I had just turned three years old the day before. Too young for T.S. Eliot, I did not yet know that April is the cruelest month. April was my favorite month, because it contained both my birthday and Easter. My birthday meant chocolate cake from Plehn's with chocolate frosting and pink frosting roses. Everyone else in the family got a white cake with yellow flowers, but an exception was made for me. Easter meant a pretty dress, and dyeing eggs and giant waxy chocolate bunnies. And everywhere there were daffodils, and violets, and sweet-smelling pale purple lilacs.

What I remember of that day is standing at the kitchen window watching the sky through the budding maple branches. It was a color I'd never seen before, the yellowish-green of a bruise as it begins to heal. I remember my mother standing next to me, on the phone with my father. My grandmother had told me that you were not supposed to be on the phone during a thunderstorm; you could be electrocuted. She was full of admonitions that struck fear into the heart of a child: if you forget to take the toothpick with the colorful cellophane top out of your club sandwich, it will tear open your intestines and kill you; if you pet a stray cat you will have to get thirty-seven shots in your stomach. All of these things had actually happened, she said, to people she knew.

My mother was breaking the rules, which meant that something was very wrong. I heard her asking my father what she should do. It's hard to remember that she was only twenty-seven. I don't know if the siren went off before or after she led me down the basement stairs. I remember that the lights went out and our basement was very dark. It won't be that bad, my mother might've thought. A tornado won't touch down here.

Tornadoes are nature's roulette. Even if you live your whole life in Tornado Alley you can always tell yourself it won't hit your house, and probably be right.

We didn't have a radio or a flashlight and we had forgotten about my grandparents' mean-tempered poodle, which we were dog-sitting. I wanted to go back up and get him but of course my mother wouldn't let me. We felt our way to the washing machine and then a little bit past it until we were nestled underneath the staircase. We heard a scrabbling by the dryer and my mother crawled over and grabbed the dog, which found its way downstairs after all. I squeezed the dog so tightly that it bit my face.

When it was all over, we climbed out of the basement to find ourselves and our house unscathed. The tornado passed half a mile north of us, near our church. It took cast iron finials from the railing around the reservoir. It took the roofs of old Victorians and whole wooden foursquares and part of the Water Tower. Daniel Boone's bronze likeness presided, unbent, over thousands upon thousands of felled trees in Cherokee Park. The National Guard blocked off streets to prevent looting. My parents donated blood at the Red Cross for the injured. It was for a generation what the '37 flood was for my grandparents: the natural disaster that will always live within you.

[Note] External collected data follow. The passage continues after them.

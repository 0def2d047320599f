use std::path::PathBuf;

use thiserror::Error;

/// Which of the three persisted artifacts an error is about.
#[derive(Debug, Clone, Copy, PartialEq, Eq)]
pub enum ArtifactKind {
    Classifier,
    Labels,
    Index,
}

impl ArtifactKind {
    pub fn as_str(&self) -> &'static str {
        match self {
            ArtifactKind::Classifier => "classifier",
            ArtifactKind::Labels => "labels",
            ArtifactKind::Index => "index",
        }
    }
}

impl std::fmt::Display for ArtifactKind {
    fn fmt(&self, f: &mut std::fmt::Formatter<'_>) -> std::fmt::Result {
        f.write_str(self.as_str())
    }
}

#[derive(Debug, Error)]
pub enum ModelLoadError {
    #[error("{artifact} artifact unreadable at {}: {source}", .path.display())]
    Io {
        artifact: ArtifactKind,
        path: PathBuf,
        #[source]
        source: std::io::Error,
    },

    #[error("{artifact} artifact at {} failed to decode: {source}", .path.display())]
    Decode {
        artifact: ArtifactKind,
        path: PathBuf,
        #[source]
        source: bincode::Error,
    },

    #[error("classifier knows {classifier_classes} classes but label codec knows {codec_classes}")]
    VocabularyMismatch {
        classifier_classes: usize,
        codec_classes: usize,
    },

    #[error("classifier expects {classifier_dim}-dim embeddings, index holds {index_dim}-dim vectors")]
    DimensionMismatch {
        classifier_dim: usize,
        index_dim: usize,
    },

    #[error("classifier built from corpus {classifier_corpus} but index from corpus {index_corpus}")]
    CorpusMismatch {
        classifier_corpus: String,
        index_corpus: String,
    },

    #[error("{artifact} artifact is internally inconsistent: {reason}")]
    Malformed {
        artifact: ArtifactKind,
        reason: String,
    },

    #[error("index artifact contains no vectors")]
    EmptyIndex,
}

#[derive(Debug, Error)]
pub enum CodecError {
    #[error("unknown class id {0}")]
    UnknownClassId(usize),

    #[error("unknown intent label '{0}'")]
    UnknownLabel(String),
}

#[derive(Debug, Error)]
pub enum EmbeddingError {
    #[error("embedding request failed: {0}")]
    Http(#[from] reqwest::Error),

    #[error("embedding endpoint returned {status}: {body}")]
    Api { status: u16, body: String },

    #[error("embedding response was missing vectors")]
    EmptyResponse,

    #[error("embedding endpoint returned {got}-dim vector, expected {expected}")]
    DimensionMismatch { expected: usize, got: usize },
}

#[derive(Debug, Error)]
pub enum FallbackError {
    #[error("fallback request failed: {0}")]
    Http(#[from] reqwest::Error),

    #[error("fallback endpoint returned {status}: {body}")]
    Api { status: u16, body: String },

    #[error("fallback completion was empty")]
    EmptyCompletion,
}

/// Anything the decision pipeline can surface to the serving layer.
#[derive(Debug, Error)]
pub enum PredictError {
    #[error(transparent)]
    Load(#[from] ModelLoadError),

    #[error(transparent)]
    Embedding(#[from] EmbeddingError),

    #[error(transparent)]
    Fallback(#[from] FallbackError),

    #[error(transparent)]
    Codec(#[from] CodecError),
}
#[cfg(test)]
mod tests {
    use super::*;
    use crate::lifecycle::Lifecycles;
    use crate::machine::TransitionError;
    use crate::permissions::{Permission, PermissionTable, Role};
    use crate::service::store::InMemoryStore;
    use serde_json::json;

    struct Fixture {
        permissions: PermissionTable,
        lifecycles: Lifecycles,
        policy: ApprovalPolicy,
    }

    impl Fixture {
        fn new() -> Self {
            Self {
                permissions: PermissionTable::standard(),
                lifecycles: Lifecycles::standard().unwrap(),
                policy: ApprovalPolicy::default(),
            }
        }

        fn service(&self) -> ApprovalService<'_> {
            ApprovalService::new(
                TransitionService::new(&self.permissions, &self.lifecycles),
                &self.policy,
            )
        }
    }

    fn refund(id: &str) -> NewApproval {
        NewApproval::new(id, ApprovalType::Refund, "Payment", "pay-9", "double charge at pickup")
    }

    fn requester() -> Actor {
        Actor::new("agent", Role::BranchAgent).with_branch("north")
    }

    fn manager() -> Actor {
        Actor::new("mgr", Role::BranchManager)
    }

    #[test]
    fn anyone_can_open_a_request() {
        let fx = Fixture::new();
        let mut store = InMemoryStore::new();
        let now = Utc::now();
        let service = fx.service();
        let entry = service
            .request(&mut store, &requester(), refund("a-1").expires_in(24), now)
            .unwrap();

        assert_eq!(entry.action, "approval.requested");
        assert_eq!(entry.new_state, "PENDING");
        assert_eq!(entry.branch_id.as_deref(), Some("north"));

        let record = store.load::<ApprovalStatus>("a-1").unwrap();
        assert_eq!(record.expires_at, Some(now + Duration::hours(24)));
    }

    #[test]
    fn request_records_type_target_and_reason() {
        let fx = Fixture::new();
        let mut store = InMemoryStore::new();
        let payload = json!({ "amount": 120, "currency": "EUR" });
        let new = refund("a-1").with_payload(payload.as_object().unwrap().clone());

        let entry = fx
            .service()
            .request(&mut store, &requester(), new, Utc::now())
            .unwrap();

        assert_eq!(entry.reason.as_deref(), Some("double charge at pickup"));
        assert_eq!(entry.context["approval_type"], "REFUND");
        assert_eq!(entry.context["target_entity_type"], "Payment");
        assert_eq!(entry.context["target_entity_id"], "pay-9");

        let details = store.approval_details("a-1").unwrap();
        assert_eq!(details.approval_type, ApprovalType::Refund);
        assert_eq!(details.target_entity_id, "pay-9");
        assert_eq!(details.requester_id, "agent");
        assert_eq!(details.payload["amount"], json!(120));
    }

    #[test]
    fn blank_reason_is_rejected() {
        let fx = Fixture::new();
        let mut store = InMemoryStore::new();
        let new = NewApproval::new("a-1", ApprovalType::FeeWaiver, "Rental", "r-1", "  \t ");

        let err = fx
            .service()
            .request(&mut store, &requester(), new, Utc::now())
            .unwrap_err();

        assert_eq!(err, ServiceError::ReasonMissing { target: "PENDING" });
        assert!(store.audit_entries().is_empty());
        assert!(store.load::<ApprovalStatus>("a-1").is_err());
    }

    #[test]
    fn expiry_outside_bounds_is_rejected() {
        let fx = Fixture::new();
        let mut store = InMemoryStore::new();
        let service = fx.service();

        for hours in [0, 169] {
            let err = service
                .request(&mut store, &requester(), refund("a-1").expires_in(hours), Utc::now())
                .unwrap_err();
            assert_eq!(err, ServiceError::InvalidExpiry { hours, max: 168 });
        }
        assert!(store.audit_entries().is_empty());
    }

    #[test]
    fn policy_default_expiry_applies() {
        let mut fx = Fixture::new();
        let mut store = InMemoryStore::new();
        fx.policy.default_expiry_hours = Some(2);
        let now = Utc::now();
        let service = fx.service();
        service
            .request(&mut store, &requester(), refund("a-1"), now)
            .unwrap();

        let record = store.load::<ApprovalStatus>("a-1").unwrap();
        assert_eq!(record.expires_at, Some(now + Duration::hours(2)));
    }

    #[test]
    fn approval_within_window_commits() {
        let fx = Fixture::new();
        let mut store = InMemoryStore::new();
        let now = Utc::now();
        let service = fx.service();
        service
            .request(&mut store, &requester(), refund("a-1").expires_in(1), now)
            .unwrap();

        let outcome = service
            .decide(
                &mut store,
                &manager(),
                "a-1",
                Decision::Approved,
                None,
                now + Duration::minutes(30),
            )
            .unwrap();

        assert_eq!(outcome.record.state, ApprovalStatus::Approved);
        assert_eq!(outcome.audit.action, "approval.approved");
    }

    #[test]
    fn overdue_decision_expires_request() {
        let fx = Fixture::new();
        let mut store = InMemoryStore::new();
        let now = Utc::now();
        let service = fx.service();
        service
            .request(&mut store, &requester(), refund("a-1").expires_in(1), now)
            .unwrap();

        let err = service
            .decide(
                &mut store,
                &manager(),
                "a-1",
                Decision::Approved,
                None,
                now + Duration::hours(2),
            )
            .unwrap_err();

        assert_eq!(
            err,
            ServiceError::Expired {
                entity_id: "a-1".to_string(),
                expired_at: now + Duration::hours(1),
            }
        );
        let record = store.load::<ApprovalStatus>("a-1").unwrap();
        assert_eq!(record.state, ApprovalStatus::Expired);

        let last = store.audit_entries().last().unwrap();
        assert_eq!(last.action, "approval.expired");
        assert_eq!(last.previous_state.as_deref(), Some("PENDING"));
    }

    #[test]
    fn decided_request_cannot_be_decided_again() {
        let fx = Fixture::new();
        let mut store = InMemoryStore::new();
        let now = Utc::now();
        let service = fx.service();
        service
            .request(&mut store, &requester(), refund("a-1"), now)
            .unwrap();
        service
            .decide(&mut store, &manager(), "a-1", Decision::Approved, None, now)
            .unwrap();

        let err = service
            .decide(&mut store, &manager(), "a-1", Decision::Denied, Some("late".into()), now)
            .unwrap_err();

        assert!(matches!(
            err,
            ServiceError::Transition(TransitionError::TerminalState { .. })
        ));
    }

    #[test]
    fn denial_needs_notes() {
        let fx = Fixture::new();
        let mut store = InMemoryStore::new();
        let now = Utc::now();
        let service = fx.service();
        service
            .request(&mut store, &requester(), refund("a-1"), now)
            .unwrap();

        let err = service
            .decide(&mut store, &manager(), "a-1", Decision::Denied, None, now)
            .unwrap_err();
        assert_eq!(err, ServiceError::ReasonMissing { target: ApprovalStatus::Denied.name() });

        let outcome = service
            .decide(
                &mut store,
                &manager(),
                "a-1",
                Decision::Denied,
                Some("over budget".into()),
                now,
            )
            .unwrap();
        assert_eq!(outcome.audit.action, "approval.denied");
        assert_eq!(outcome.audit.reason.as_deref(), Some("over budget"));
    }

    #[test]
    fn deciding_requires_permission() {
        let fx = Fixture::new();
        let mut store = InMemoryStore::new();
        let now = Utc::now();
        let service = fx.service();
        service
            .request(&mut store, &requester(), refund("a-1"), now)
            .unwrap();

        let err = service
            .decide(&mut store, &requester(), "a-1", Decision::Approved, None, now)
            .unwrap_err();
        let ServiceError::PermissionDenied(denied) = &err else {
            panic!("expected permission denial, got {err:?}");
        };
        assert_eq!(denied.permission, Permission::ApprovalDecide);
    }
}
//! Permission-gated access to the audit trail.

use crate::audit::{AuditExport, AuditPage, AuditQuery};
use crate::permissions::{Permission, PermissionTable};
use crate::service::error::ServiceError;
use crate::service::store::LifecycleStore;
use crate::service::transition::Actor;
use chrono::{DateTime, Utc};
use tracing::info;

#[derive(Clone, Copy, Debug)]
pub struct AuditService<'a> {
    permissions: &'a PermissionTable,
}

impl<'a> AuditService<'a> {
    pub fn new(permissions: &'a PermissionTable) -> Self {
        Self { permissions }
    }

    /// Search the trail. Requires `audit:read`.
    pub fn query<St: LifecycleStore>(
        &self,
        store: &St,
        actor: &Actor,
        query: &AuditQuery,
    ) -> Result<AuditPage, ServiceError> {
        self.permissions.require(actor.role, Permission::AuditRead)?;
        Ok(query.run(store.audit_entries()))
    }

    /// Snapshot entries matching `query`, ignoring its pagination.
    /// Requires `export:data`.
    pub fn export<St: LifecycleStore>(
        &self,
        store: &St,
        actor: &Actor,
        query: &AuditQuery,
        now: DateTime<Utc>,
    ) -> Result<AuditExport, ServiceError> {
        self.permissions.require(actor.role, Permission::ExportData)?;

        let entries: Vec<_> = store
            .audit_entries()
            .iter()
            .filter(|entry| query.matches(entry))
            .cloned()
            .collect();

        info!(actor = %actor.id, entries = entries.len(), "audit exported");
        Ok(AuditExport::new(entries, now))
    }
}

#[cfg(test)]
mod tests {
    use super::*;
    use crate::audit::sample_entry;
    use crate::lifecycle::VehicleStatus;
    use crate::permissions::Role;
    use crate::service::store::{EntityRecord, InMemoryStore};

    fn store_with_two_vehicles() -> InMemoryStore {
        let mut store = InMemoryStore::new();
        for id in ["v-1", "v-2"] {
            store
                .insert(EntityRecord::<VehicleStatus>::new(id), sample_entry("vehicle.create", id))
                .unwrap();
        }
        store
    }

    #[test]
    fn agents_cannot_read_the_trail() {
        let table = PermissionTable::standard();
        let err = AuditService::new(&table)
            .query(
                &store_with_two_vehicles(),
                &Actor::new("a", Role::BranchAgent),
                &AuditQuery::new(),
            )
            .unwrap_err();

        assert_eq!(err.to_string(), "Missing permission: audit:read (role BRANCH_AGENT)");
    }

    #[test]
    fn auditor_queries_by_entity() {
        let table = PermissionTable::standard();
        let page = AuditService::new(&table)
            .query(
                &store_with_two_vehicles(),
                &Actor::new("aud", Role::Auditor),
                &AuditQuery::new().entity("Vehicle", "v-2"),
            )
            .unwrap();

        assert_eq!(page.total, 1);
        assert_eq!(page.entries[0].entity_id, "v-2");
    }

    #[test]
    fn export_ignores_pagination() {
        let table = PermissionTable::standard();
        let export = AuditService::new(&table)
            .export(
                &store_with_two_vehicles(),
                &Actor::new("fin", Role::FinanceStaff),
                &AuditQuery::new().page(1, 1),
                Utc::now(),
            )
            .unwrap();

        assert_eq!(export.entries.len(), 2);
        assert_eq!(export.entries[0].entity_id, "v-1");
    }

    #[test]
    fn export_requires_export_permission() {
        let table = PermissionTable::standard();
        let err = AuditService::new(&table)
            .export(
                &store_with_two_vehicles(),
                &Actor::new("a", Role::BranchAgent),
                &AuditQuery::new(),
                Utc::now(),
            )
            .unwrap_err();

        assert!(matches!(err, ServiceError::PermissionDenied(_)));
    }
}
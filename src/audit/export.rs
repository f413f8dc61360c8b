//! Versioned snapshots of the audit trail.

use super::error::ExportError;
use super::AuditEntry;
use chrono::{DateTime, Utc};
use serde::{Deserialize, Serialize};
use uuid::Uuid;

/// Version identifier for the export format
pub const EXPORT_VERSION: u32 = 1;

/// Point-in-time copy of audit entries, suitable for archival.
#[derive(Clone, Debug, PartialEq, Serialize, Deserialize)]
pub struct AuditExport {
    /// Export format version
    pub version: u32,

    /// Unique export identifier
    pub id: Uuid,

    /// When the export was taken
    pub exported_at: DateTime<Utc>,

    /// Exported entries, oldest first
    pub entries: Vec<AuditEntry>,
}

impl AuditExport {
    pub fn new(entries: Vec<AuditEntry>, exported_at: DateTime<Utc>) -> Self {
        Self {
            version: EXPORT_VERSION,
            id: Uuid::new_v4(),
            exported_at,
            entries,
        }
    }

    pub fn to_json(&self) -> Result<String, ExportError> {
        serde_json::to_string_pretty(self)
            .map_err(|e| ExportError::SerializationFailed(e.to_string()))
    }

    pub fn from_json(json: &str) -> Result<Self, ExportError> {
        let export: Self = serde_json::from_str(json)
            .map_err(|e| ExportError::DeserializationFailed(e.to_string()))?;
        export.check_version()
    }

    pub fn to_bytes(&self) -> Result<Vec<u8>, ExportError> {
        bincode::serialize(self).map_err(|e| ExportError::SerializationFailed(e.to_string()))
    }

    pub fn from_bytes(bytes: &[u8]) -> Result<Self, ExportError> {
        let export: Self = bincode::deserialize(bytes)
            .map_err(|e| ExportError::DeserializationFailed(e.to_string()))?;
        export.check_version()
    }

    fn check_version(self) -> Result<Self, ExportError> {
        if self.version == EXPORT_VERSION {
            Ok(self)
        } else {
            Err(ExportError::UnsupportedVersion {
                found: self.version,
                supported: EXPORT_VERSION,
            })
        }
    }
}
//! The seven fleet-operations lifecycles.
//!
//! Each entity kind is a state enumeration plus an [`EntityKind`]
//! implementation that binds it to its audit names, its initial state, and
//! the permissions gating it. [`Lifecycles`] builds every machine once and
//! hands out shared references; nothing mutates a machine after startup.

mod approval;
mod claim;
mod inspection;
mod maintenance;
mod rental;
mod task;
mod vehicle;

pub use approval::ApprovalStatus;
pub use claim::ClaimStatus;
pub use inspection::InspectionStatus;
pub use maintenance::MaintenanceStatus;
pub use rental::RentalStatus;
pub use task::TaskStatus;
pub use vehicle::VehicleStatus;

use crate::core::State;
use crate::machine::{BuildError, StateMachine};
use crate::permissions::Permission;
use tracing::debug;

/// A state enumeration that is the lifecycle of a persisted entity.
pub trait EntityKind: State {
    /// Entity type recorded in audit entries, e.g. `Vehicle`.
    const ENTITY_TYPE: &'static str;

    /// Prefix of audit actions, e.g. `vehicle` in `vehicle.status_change`.
    const ACTION_PREFIX: &'static str;

    /// State a newly created entity starts in.
    const INITIAL: Self;

    /// Permission needed to create the entity. `None` means creation is
    /// open to every authenticated actor.
    const CREATE_PERMISSION: Option<Permission>;

    /// Whether [`TransitionService::create`] may open entities of this
    /// kind. `false` for kinds whose creation carries data of its own.
    ///
    /// [`TransitionService::create`]: crate::service::TransitionService::create
    const DIRECT_CREATE: bool = true;

    /// Permission that turns a transition request into an override.
    /// `None` means overrides are never honoured for this kind.
    const OVERRIDE_PERMISSION: Option<Permission> = None;

    /// The single permission checked before a transition into `to`.
    fn transition_permission(to: Self) -> Permission;

    /// Whether [`TransitionService::transition`] may commit a move into
    /// `to`. Targets with preconditions of their own answer `false` and are
    /// committed only by their dedicated service.
    ///
    /// [`TransitionService::transition`]: crate::service::TransitionService::transition
    fn accepts_direct_transition(_to: Self) -> bool {
        true
    }

    fn machine(lifecycles: &Lifecycles) -> &StateMachine<Self>;
}

/// Every lifecycle machine, built and validated once.
#[derive(Clone, Debug)]
pub struct Lifecycles {
    vehicle: StateMachine<VehicleStatus>,
    rental: StateMachine<RentalStatus>,
    task: StateMachine<TaskStatus>,
    maintenance: StateMachine<MaintenanceStatus>,
    claim: StateMachine<ClaimStatus>,
    approval: StateMachine<ApprovalStatus>,
    inspection: StateMachine<InspectionStatus>,
}

impl Lifecycles {
    /// Build the standard fleet-operations machines.
    ///
    /// Fails only if a compiled-in graph is malformed, which the tests in
    /// this module rule out.
    pub fn standard() -> Result<Self, BuildError> {
        let lifecycles = Self {
            vehicle: vehicle::machine()?,
            rental: rental::machine()?,
            task: task::machine()?,
            maintenance: maintenance::machine()?,
            claim: claim::machine()?,
            approval: approval::machine()?,
            inspection: inspection::machine()?,
        };
        debug!("built standard lifecycles");
        Ok(lifecycles)
    }

    pub fn vehicle(&self) -> &StateMachine<VehicleStatus> {
        &self.vehicle
    }

    pub fn rental(&self) -> &StateMachine<RentalStatus> {
        &self.rental
    }

    pub fn task(&self) -> &StateMachine<TaskStatus> {
        &self.task
    }

    pub fn maintenance(&self) -> &StateMachine<MaintenanceStatus> {
        &self.maintenance
    }

    pub fn claim(&self) -> &StateMachine<ClaimStatus> {
        &self.claim
    }

    pub fn approval(&self) -> &StateMachine<ApprovalStatus> {
        &self.approval
    }

    pub fn inspection(&self) -> &StateMachine<InspectionStatus> {
        &self.inspection
    }

    /// The machine for entity kind `K`.
    ///
    /// ```
    /// use fleet_lifecycle::lifecycle::{Lifecycles, TaskStatus};
    ///
    /// let lifecycles = Lifecycles::standard().unwrap();
    /// let tasks = lifecycles.machine::<TaskStatus>();
    /// assert!(tasks.is_terminal(TaskStatus::Completed));
    /// ```
    pub fn machine<K: EntityKind>(&self) -> &StateMachine<K> {
        K::machine(self)
    }
}
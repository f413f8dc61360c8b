//! Actor roles.

use serde::{Deserialize, Serialize};
use std::fmt;
use std::str::FromStr;
use thiserror::Error;

#[derive(Debug, Clone, Error, PartialEq, Eq)]
#[error("Unknown role: {0:?}")]
pub struct UnknownRole(pub String);

/// Actor classification, fixed for the lifetime of a session.
#[derive(Clone, Copy, PartialEq, Eq, Hash, PartialOrd, Ord, Debug, Serialize, Deserialize)]
#[serde(rename_all = "SCREAMING_SNAKE_CASE")]
pub enum Role {
    BranchAgent,
    ShiftSupervisor,
    BranchManager,
    FleetCoordinator,
    DamageClaimsStaff,
    FinanceStaff,
    FinanceManager,
    OperationsDirector,
    Admin,
    Auditor,
}

impl Role {
    pub const ALL: &'static [Role] = &[
        Role::BranchAgent,
        Role::ShiftSupervisor,
        Role::BranchManager,
        Role::FleetCoordinator,
        Role::DamageClaimsStaff,
        Role::FinanceStaff,
        Role::FinanceManager,
        Role::OperationsDirector,
        Role::Admin,
        Role::Auditor,
    ];

    pub fn as_str(&self) -> &'static str {
        match self {
            Role::BranchAgent => "BRANCH_AGENT",
            Role::ShiftSupervisor => "SHIFT_SUPERVISOR",
            Role::BranchManager => "BRANCH_MANAGER",
            Role::FleetCoordinator => "FLEET_COORDINATOR",
            Role::DamageClaimsStaff => "DAMAGE_CLAIMS_STAFF",
            Role::FinanceStaff => "FINANCE_STAFF",
            Role::FinanceManager => "FINANCE_MANAGER",
            Role::OperationsDirector => "OPERATIONS_DIRECTOR",
            Role::Admin => "ADMIN",
            Role::Auditor => "AUDITOR",
        }
    }
}

impl fmt::Display for Role {
    fn fmt(&self, f: &mut fmt::Formatter<'_>) -> fmt::Result {
        f.write_str(self.as_str())
    }
}

impl FromStr for Role {
    type Err = UnknownRole;

    fn from_str(value: &str) -> Result<Self, Self::Err> {
        Role::ALL
            .iter()
            .copied()
            .find(|role| role.as_str() == value)
            .ok_or_else(|| UnknownRole(value.to_string()))
    }
}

I don't remember a time when I didn't dream about tornadoes. I've lived on the west coast for thirteen years but I still have them. Earthquakes and tsunami occupy a part of my waking mind. When we are at the coast I check the escape routes. But neither has managed to penetrate my unconscious, where over and over again I spy the funnel cloud in the distance and have minutes, or seconds, to find shelter. I'm usually way out in a field, or in a car on some isolated road. All I can do is watch. 

*

“How far along are you?” the nurse asked, running the Doppler over my belly.

“Thirty seven weeks and five days,” I said, seeing the twister approaching, hoping that it would miss me. Its strange silence. Aren't they supposed to sound like freight trains?

This is April 3, day of tornadoes.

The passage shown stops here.